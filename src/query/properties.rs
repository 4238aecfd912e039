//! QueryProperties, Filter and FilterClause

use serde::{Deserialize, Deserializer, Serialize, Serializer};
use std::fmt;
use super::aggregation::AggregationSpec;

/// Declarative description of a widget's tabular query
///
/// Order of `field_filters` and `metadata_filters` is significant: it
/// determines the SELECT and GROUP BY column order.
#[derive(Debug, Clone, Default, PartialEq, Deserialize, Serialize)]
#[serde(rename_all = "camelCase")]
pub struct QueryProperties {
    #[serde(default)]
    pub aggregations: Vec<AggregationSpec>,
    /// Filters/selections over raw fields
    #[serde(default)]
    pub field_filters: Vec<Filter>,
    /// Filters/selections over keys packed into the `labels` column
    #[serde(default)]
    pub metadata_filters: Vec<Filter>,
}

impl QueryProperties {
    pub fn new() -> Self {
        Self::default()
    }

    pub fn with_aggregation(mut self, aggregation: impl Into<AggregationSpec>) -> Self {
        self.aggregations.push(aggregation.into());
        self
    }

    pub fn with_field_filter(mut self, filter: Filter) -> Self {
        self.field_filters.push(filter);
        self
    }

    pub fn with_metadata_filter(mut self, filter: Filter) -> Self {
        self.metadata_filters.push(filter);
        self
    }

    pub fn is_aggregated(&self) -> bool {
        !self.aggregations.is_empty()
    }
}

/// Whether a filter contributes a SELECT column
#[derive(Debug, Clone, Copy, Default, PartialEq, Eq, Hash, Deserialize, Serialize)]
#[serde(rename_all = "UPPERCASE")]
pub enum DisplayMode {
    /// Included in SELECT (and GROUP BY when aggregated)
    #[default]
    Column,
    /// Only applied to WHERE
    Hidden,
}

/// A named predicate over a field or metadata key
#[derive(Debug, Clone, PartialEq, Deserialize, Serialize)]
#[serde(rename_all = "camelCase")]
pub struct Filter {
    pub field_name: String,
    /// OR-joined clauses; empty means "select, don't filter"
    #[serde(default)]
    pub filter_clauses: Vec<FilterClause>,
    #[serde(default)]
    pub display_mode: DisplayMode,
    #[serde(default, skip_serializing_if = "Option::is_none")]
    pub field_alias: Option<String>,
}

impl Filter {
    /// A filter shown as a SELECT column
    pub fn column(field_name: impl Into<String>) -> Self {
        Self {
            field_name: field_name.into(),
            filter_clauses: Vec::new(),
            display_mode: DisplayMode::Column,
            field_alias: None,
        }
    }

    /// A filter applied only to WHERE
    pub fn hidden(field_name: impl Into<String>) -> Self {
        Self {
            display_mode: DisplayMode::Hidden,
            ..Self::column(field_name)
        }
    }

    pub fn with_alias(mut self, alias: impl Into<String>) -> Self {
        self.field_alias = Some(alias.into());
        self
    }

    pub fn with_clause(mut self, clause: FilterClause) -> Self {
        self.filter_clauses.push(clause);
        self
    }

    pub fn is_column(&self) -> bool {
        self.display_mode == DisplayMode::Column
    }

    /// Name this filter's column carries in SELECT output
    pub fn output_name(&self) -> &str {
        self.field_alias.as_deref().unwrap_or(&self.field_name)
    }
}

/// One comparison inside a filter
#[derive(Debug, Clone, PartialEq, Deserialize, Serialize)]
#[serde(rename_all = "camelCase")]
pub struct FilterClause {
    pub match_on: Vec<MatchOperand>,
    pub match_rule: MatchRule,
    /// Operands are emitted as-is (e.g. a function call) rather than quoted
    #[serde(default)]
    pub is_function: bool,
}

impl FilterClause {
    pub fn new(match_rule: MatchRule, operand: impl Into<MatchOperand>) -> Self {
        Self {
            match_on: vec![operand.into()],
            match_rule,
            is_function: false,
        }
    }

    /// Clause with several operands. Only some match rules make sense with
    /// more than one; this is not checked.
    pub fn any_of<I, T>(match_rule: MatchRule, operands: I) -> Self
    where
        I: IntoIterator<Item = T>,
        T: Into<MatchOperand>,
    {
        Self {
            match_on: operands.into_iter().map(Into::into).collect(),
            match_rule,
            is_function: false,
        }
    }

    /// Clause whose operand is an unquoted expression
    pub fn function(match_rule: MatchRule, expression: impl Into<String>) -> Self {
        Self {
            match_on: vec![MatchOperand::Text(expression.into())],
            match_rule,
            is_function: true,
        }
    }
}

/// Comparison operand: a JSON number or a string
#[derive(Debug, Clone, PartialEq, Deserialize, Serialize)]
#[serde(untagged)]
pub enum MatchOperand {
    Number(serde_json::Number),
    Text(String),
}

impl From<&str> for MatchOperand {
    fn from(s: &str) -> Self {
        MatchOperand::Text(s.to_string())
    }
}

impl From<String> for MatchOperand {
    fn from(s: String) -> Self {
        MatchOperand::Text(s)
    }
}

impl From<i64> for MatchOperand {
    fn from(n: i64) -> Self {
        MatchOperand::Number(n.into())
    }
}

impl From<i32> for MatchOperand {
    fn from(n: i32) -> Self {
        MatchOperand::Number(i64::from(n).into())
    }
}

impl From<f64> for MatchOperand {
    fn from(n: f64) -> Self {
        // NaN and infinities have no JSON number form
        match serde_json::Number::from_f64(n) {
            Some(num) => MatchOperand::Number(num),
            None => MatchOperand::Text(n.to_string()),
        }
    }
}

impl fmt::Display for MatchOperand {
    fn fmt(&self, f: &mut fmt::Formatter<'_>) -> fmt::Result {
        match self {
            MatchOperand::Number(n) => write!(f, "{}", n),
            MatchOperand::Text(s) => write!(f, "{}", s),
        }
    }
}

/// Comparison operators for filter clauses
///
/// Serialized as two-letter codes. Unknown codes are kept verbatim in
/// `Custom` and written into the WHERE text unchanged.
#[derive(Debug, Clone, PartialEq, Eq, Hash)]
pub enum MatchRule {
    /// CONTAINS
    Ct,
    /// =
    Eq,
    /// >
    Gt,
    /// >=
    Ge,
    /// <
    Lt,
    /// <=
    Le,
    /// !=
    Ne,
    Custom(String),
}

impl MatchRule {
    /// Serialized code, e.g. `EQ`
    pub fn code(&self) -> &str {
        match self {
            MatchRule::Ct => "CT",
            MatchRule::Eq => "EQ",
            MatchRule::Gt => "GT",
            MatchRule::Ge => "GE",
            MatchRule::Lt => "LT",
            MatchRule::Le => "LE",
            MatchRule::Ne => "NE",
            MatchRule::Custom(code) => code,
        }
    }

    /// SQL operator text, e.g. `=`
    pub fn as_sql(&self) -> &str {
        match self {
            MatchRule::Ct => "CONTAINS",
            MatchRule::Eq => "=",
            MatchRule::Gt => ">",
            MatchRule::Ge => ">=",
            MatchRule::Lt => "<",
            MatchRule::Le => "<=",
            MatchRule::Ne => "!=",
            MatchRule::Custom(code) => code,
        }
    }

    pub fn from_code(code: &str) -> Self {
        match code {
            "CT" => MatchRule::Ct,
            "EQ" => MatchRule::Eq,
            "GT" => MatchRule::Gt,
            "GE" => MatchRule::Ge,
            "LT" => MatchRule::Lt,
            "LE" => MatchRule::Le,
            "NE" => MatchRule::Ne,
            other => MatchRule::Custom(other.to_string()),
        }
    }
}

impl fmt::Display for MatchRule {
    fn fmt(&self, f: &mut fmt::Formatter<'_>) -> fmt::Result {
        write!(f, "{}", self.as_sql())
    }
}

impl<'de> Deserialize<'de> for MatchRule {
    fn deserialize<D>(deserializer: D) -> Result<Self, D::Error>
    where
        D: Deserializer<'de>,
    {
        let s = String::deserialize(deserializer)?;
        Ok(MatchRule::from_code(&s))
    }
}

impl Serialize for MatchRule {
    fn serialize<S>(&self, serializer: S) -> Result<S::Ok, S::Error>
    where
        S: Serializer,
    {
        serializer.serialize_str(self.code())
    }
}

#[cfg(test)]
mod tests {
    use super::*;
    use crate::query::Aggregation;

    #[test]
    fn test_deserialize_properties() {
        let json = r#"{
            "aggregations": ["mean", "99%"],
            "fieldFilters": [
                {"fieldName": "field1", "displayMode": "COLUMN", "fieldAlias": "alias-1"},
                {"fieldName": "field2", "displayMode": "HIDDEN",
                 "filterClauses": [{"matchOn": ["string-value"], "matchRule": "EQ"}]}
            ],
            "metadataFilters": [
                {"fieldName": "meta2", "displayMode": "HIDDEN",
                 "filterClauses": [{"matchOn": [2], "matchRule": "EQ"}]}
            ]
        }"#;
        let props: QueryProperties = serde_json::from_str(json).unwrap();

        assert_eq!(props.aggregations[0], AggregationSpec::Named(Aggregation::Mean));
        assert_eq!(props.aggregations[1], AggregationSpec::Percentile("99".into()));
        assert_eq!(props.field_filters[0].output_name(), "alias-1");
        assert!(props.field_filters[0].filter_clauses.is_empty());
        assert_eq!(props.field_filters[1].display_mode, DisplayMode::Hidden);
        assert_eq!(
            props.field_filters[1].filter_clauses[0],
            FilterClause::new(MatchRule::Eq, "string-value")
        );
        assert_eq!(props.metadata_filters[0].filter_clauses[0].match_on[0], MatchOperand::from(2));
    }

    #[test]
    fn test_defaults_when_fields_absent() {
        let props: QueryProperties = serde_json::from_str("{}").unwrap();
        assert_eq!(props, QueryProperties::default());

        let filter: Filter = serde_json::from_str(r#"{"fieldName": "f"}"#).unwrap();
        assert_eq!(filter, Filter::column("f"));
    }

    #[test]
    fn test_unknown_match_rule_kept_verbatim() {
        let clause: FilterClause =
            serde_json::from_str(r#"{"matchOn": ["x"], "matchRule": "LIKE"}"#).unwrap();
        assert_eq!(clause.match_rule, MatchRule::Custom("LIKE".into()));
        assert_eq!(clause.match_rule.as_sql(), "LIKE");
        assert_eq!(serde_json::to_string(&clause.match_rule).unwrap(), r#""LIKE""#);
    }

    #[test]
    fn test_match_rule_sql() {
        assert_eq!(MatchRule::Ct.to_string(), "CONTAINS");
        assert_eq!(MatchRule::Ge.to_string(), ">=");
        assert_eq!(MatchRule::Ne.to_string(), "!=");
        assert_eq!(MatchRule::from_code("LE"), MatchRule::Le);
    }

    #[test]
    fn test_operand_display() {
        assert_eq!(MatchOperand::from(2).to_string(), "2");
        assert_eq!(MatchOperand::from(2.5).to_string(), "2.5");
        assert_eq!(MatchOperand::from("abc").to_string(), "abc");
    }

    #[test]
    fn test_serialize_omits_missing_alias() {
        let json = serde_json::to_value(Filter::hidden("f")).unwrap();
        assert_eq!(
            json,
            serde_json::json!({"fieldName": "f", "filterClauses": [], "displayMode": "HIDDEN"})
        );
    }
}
════════
To do
Taking the lines above, repeat exactly those from the line that contains "pub fn with_clause(mut" through the line that contains "fn from(n: i64)", and both of those lines as well. Include nothing else.

Exercise response
    pub fn with_clause(mut self, clause: FilterClause) -> Self {
        self.filter_clauses.push(clause);
        self
    }

    pub fn is_column(&self) -> bool {
        self.display_mode == DisplayMode::Column
    }

    /// Name this filter's column carries in SELECT output
    pub fn output_name(&self) -> &str {
        self.field_alias.as_deref().unwrap_or(&self.field_name)
    }
}

/// One comparison inside a filter
#[derive(Debug, Clone, PartialEq, Deserialize, Serialize)]
#[serde(rename_all = "camelCase")]
pub struct FilterClause {
    pub match_on: Vec<MatchOperand>,
    pub match_rule: MatchRule,
    /// Operands are emitted as-is (e.g. a function call) rather than quoted
    #[serde(default)]
    pub is_function: bool,
}

impl FilterClause {
    pub fn new(match_rule: MatchRule, operand: impl Into<MatchOperand>) -> Self {
        Self {
            match_on: vec![operand.into()],
            match_rule,
            is_function: false,
        }
    }

    /// Clause with several operands. Only some match rules make sense with
    /// more than one; this is not checked.
    pub fn any_of<I, T>(match_rule: MatchRule, operands: I) -> Self
    where
        I: IntoIterator<Item = T>,
        T: Into<MatchOperand>,
    {
        Self {
            match_on: operands.into_iter().map(Into::into).collect(),
            match_rule,
            is_function: false,
        }
    }

    /// Clause whose operand is an unquoted expression
    pub fn function(match_rule: MatchRule, expression: impl Into<String>) -> Self {
        Self {
            match_on: vec![MatchOperand::Text(expression.into())],
            match_rule,
            is_function: true,
        }
    }
}

/// Comparison operand: a JSON number or a string
#[derive(Debug, Clone, PartialEq, Deserialize, Serialize)]
#[serde(untagged)]
pub enum MatchOperand {
    Number(serde_json::Number),
    Text(String),
}

impl From<&str> for MatchOperand {
    fn from(s: &str) -> Self {
        MatchOperand::Text(s.to_string())
    }
}

impl From<String> for MatchOperand {
    fn from(s: String) -> Self {
        MatchOperand::Text(s)
    }
}

impl From<i64> for MatchOperand {
    fn from(n: i64) -> Self {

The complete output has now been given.